Problem details =>
Find every line of the listing below where "template" appears, and copy it.

Supplied data =>
mod common;

use std::sync::Arc;

use pretty_assertions::assert_eq;
use serde_json::json;

use common::{fast_policy, json_text, runner};
use flowscript::runtime::{
    ErrorKind, EvaluatorConfig, RefinementReport, RefinementStatus, ScriptedBackend,
    ScriptedReply, Value, WorkflowError,
};

const FEEDBACK_LOOP: &str = include_str!("../demos/feedback_loop.flow");
const SEQUENTIAL_PIPELINE: &str = include_str!("../demos/sequential_pipeline.flow");
const MESH: &str = include_str!("../demos/mesh.flow");
const MIXTURE_OF_EXPERTS: &str = include_str!("../demos/mixture_of_experts.flow");
const HIERARCHICAL: &str = include_str!("../demos/hierarchical.flow");

fn verdict(met: bool, feedback: &str) -> ScriptedReply {
    ScriptedReply::Text(json_text(json!({"criteria_met": met, "feedback": feedback})))
}

fn refinement_backend(verdicts: Vec<ScriptedReply>) -> Arc<ScriptedBackend> {
    Arc::new(
        ScriptedBackend::new()
            .on("Write content for", [ScriptedReply::text("draft 1")])
            .on(
                "Revise the content",
                [ScriptedReply::text("draft 2"), ScriptedReply::text("draft 3")],
            )
            .on("Judge the content", verdicts),
    )
}

fn refinement_input(max_iterations: i64) -> serde_json::Value {
    json!({
        "task": "a product tagline",
        "criteria": "under ten words",
        "max_iterations": max_iterations
    })
}

#[tokio::test]
async fn feedback_loop_stops_when_criteria_are_met() {
    let backend = refinement_backend(vec![
        verdict(false, "too long"),
        verdict(false, "still long"),
        verdict(true, ""),
    ]);
    let runner = runner(FEEDBACK_LOOP, &backend, fast_policy(3));
    let out = runner.run(Value::from(refinement_input(5))).await.unwrap();

    let report = RefinementReport::from_value(&out).unwrap();
    assert_eq!(report.status, RefinementStatus::Success);
    assert_eq!(report.iterations, 3);
    assert_eq!(report.history.len(), 3);
    assert_eq!(report.final_content, json!("draft 3"));
    assert_eq!(report.history[0].content, json!("draft 1"));
    assert_eq!(backend.call_count("Judge the content"), 3);

    // The second draft was asked for with the first critique.
    let revise_prompts: Vec<String> = backend
        .calls()
        .into_iter()
        .filter(|c| c.template.contains("Revise"))
        .map(|c| c.prompt)
        .collect();
    assert!(revise_prompts[0].ends_with("using this feedback: too long"));
}

#[tokio::test]
async fn feedback_loop_reports_exhaustion_as_a_normal_result() {
    let backend = refinement_backend(vec![verdict(false, "no")]);
    let runner = runner(FEEDBACK_LOOP, &backend, fast_policy(3));
    let out = runner.run(Value::from(refinement_input(3))).await.unwrap();

    let report = RefinementReport::from_value(&out).unwrap();
    assert_eq!(report.status, RefinementStatus::MaxIterations);
    assert_eq!(report.iterations, 3);
    assert_eq!(
        report.history.iter().map(|h| h.iteration).collect::<Vec<_>>(),
        vec![1, 2, 3]
    );
}

#[tokio::test]
async fn fatal_errors_carry_the_partial_history() {
    let backend = refinement_backend(vec![
        verdict(false, "too long"),
        ScriptedReply::text("I think it is fine now."),
    ]);
    let runner = runner(FEEDBACK_LOOP, &backend, fast_policy(3));
    let err = runner.run(Value::from(refinement_input(5))).await.unwrap_err();

    let cause = err.cause().expect("runtime error");
    assert_eq!(cause.kind(), ErrorKind::Model);
    assert_eq!(cause.model_error().map(|e| e.kind_name()), Some("parse_error"));
    match err.partial_history() {
        Some(Value::Array(entries)) => {
            assert_eq!(entries.len(), 1);
            assert_eq!(
                entries[0].as_object().and_then(|e| e.get("content")),
                Some(&Value::string("draft 1"))
            );
        }
        other => panic!("expected partial history, got {:?}", other),
    }
}

#[tokio::test]
async fn sequential_pipeline_feeds_each_stage_into_the_next() {
    let backend = Arc::new(
        ScriptedBackend::new()
            .on("Research the topic", [ScriptedReply::text("facts")])
            .on("Outline an article", [ScriptedReply::text("outline")])
            .on("Draft the article", [ScriptedReply::text("article")]),
    );
    let out = runner(SEQUENTIAL_PIPELINE, &backend, fast_policy(3))
        .run_json(json!({"topic": "tides"}))
        .await
        .unwrap();
    assert_eq!(out, json!({"topic": "tides", "article": "article"}));

    let prompts: Vec<String> = backend.calls().into_iter().map(|c| c.prompt).collect();
    assert_eq!(
        prompts,
        vec![
            "Research the topic tides and list the key facts",
            "Outline an article from these facts: facts",
            "Draft the article following this outline: outline",
        ]
    );
}

#[tokio::test]
async fn mesh_synthesizes_every_perspective() {
    let backend = Arc::new(
        ScriptedBackend::new()
            .on("As the engineer", [ScriptedReply::text("cache it")])
            .on("As the designer", [ScriptedReply::text("simplify it")])
            .on("As the analyst", [ScriptedReply::text("measure it")])
            .on("Synthesize", [ScriptedReply::text("plan")]),
    );
    let out = runner(MESH, &backend, fast_policy(3))
        .run_json(json!({"problem": "slow checkout"}))
        .await
        .unwrap();
    assert_eq!(
        out,
        json!({
            "proposals": ["cache it", "simplify it", "measure it"],
            "plan": "plan"
        })
    );
    let synthesis = backend
        .calls()
        .into_iter()
        .find(|c| c.template.contains("Synthesize"))
        .expect("synthesis call");
    assert!(synthesis.prompt.contains("cache it\n---\nsimplify it\n---\nmeasure it"));
}

#[tokio::test]
async fn mixture_of_experts_routes_to_the_matching_specialist() {
    let backend = Arc::new(
        ScriptedBackend::new()
            .on("Classify the query", [ScriptedReply::text(r#"{"domain": "code"}"#)])
            .on("mathematician", [ScriptedReply::text("42")])
            .on("senior engineer", [ScriptedReply::text("fn main() {}")])
            .on("careful writer", [ScriptedReply::text("prose")]),
    );
    let out = runner(MIXTURE_OF_EXPERTS, &backend, fast_policy(3))
        .run_json(json!({"query": "write a hello world"}))
        .await
        .unwrap();
    assert_eq!(out, json!({"domain": "code", "answer": "fn main() {}"}));
    assert_eq!(backend.call_count("mathematician"), 0);
    assert_eq!(backend.call_count("careful writer"), 0);
}

#[tokio::test]
async fn hierarchical_manager_fans_out_to_workers() {
    let backend = Arc::new(
        ScriptedBackend::new()
            .on("Break the goal", [ScriptedReply::text(r#"["research", "write"]"#)])
            .on("Complete the subtask", [ScriptedReply::text("r1"), ScriptedReply::text("r2")])
            .on("Combine the worker results", [ScriptedReply::text("final report")]),
    );
    let out = runner(HIERARCHICAL, &backend, fast_policy(3))
        .run_json(json!({"goal": "launch"}))
        .await
        .unwrap();
    assert_eq!(
        out,
        json!({
            "goal": "launch",
            "subtasks": ["research", "write"],
            "results": ["r1", "r2"],
            "report": "final report"
        })
    );
}

#[tokio::test]
async fn workflows_without_a_usable_main_are_rejected() {
    let backend = Arc::new(ScriptedBackend::new());
    for source in ["fun helper(x) => x", "fun main() => 1", "fun main(a, b) => a"] {
        let err = runner(source, &backend, fast_policy(1))
            .run(Value::Null)
            .await
            .unwrap_err();
        assert!(matches!(err, WorkflowError::Entry(_)), "{}", source);
    }
}

#[tokio::test]
async fn deep_top_level_recursion_fails_cleanly() {
    let source = "fun count(n) => match { n == 0 => 0, _ => 1 + count(n - 1) }\nfun main(x) => count(x)";
    let backend = Arc::new(ScriptedBackend::new());
    let limit = EvaluatorConfig::default().max_call_depth as i64;
    let runner = runner(source, &backend, fast_policy(1));

    let out = runner.run(Value::Integer(limit - 10)).await.unwrap();
    assert_eq!(out, Value::Integer(limit - 10));

    let err = runner.run(Value::Integer(limit + 10)).await.unwrap_err();
    assert_eq!(err.cause().map(|c| c.kind()), Some(ErrorKind::StackOverflow));
}

#[test]
fn malformed_programs_fail_to_load() {
    let err = flowscript::Workflow::from_source("fun main(x) => {a: 1, a: 2}").unwrap_err();
    assert!(matches!(err, WorkflowError::Parse(_)));
    let err = flowscript::Workflow::from_source("fun main(x) => (x").unwrap_err();
    assert!(matches!(err, WorkflowError::Parse(_)));
}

Response to this task =>
        .filter(|c| c.template.contains("Revise"))
        .find(|c| c.template.contains("Synthesize"))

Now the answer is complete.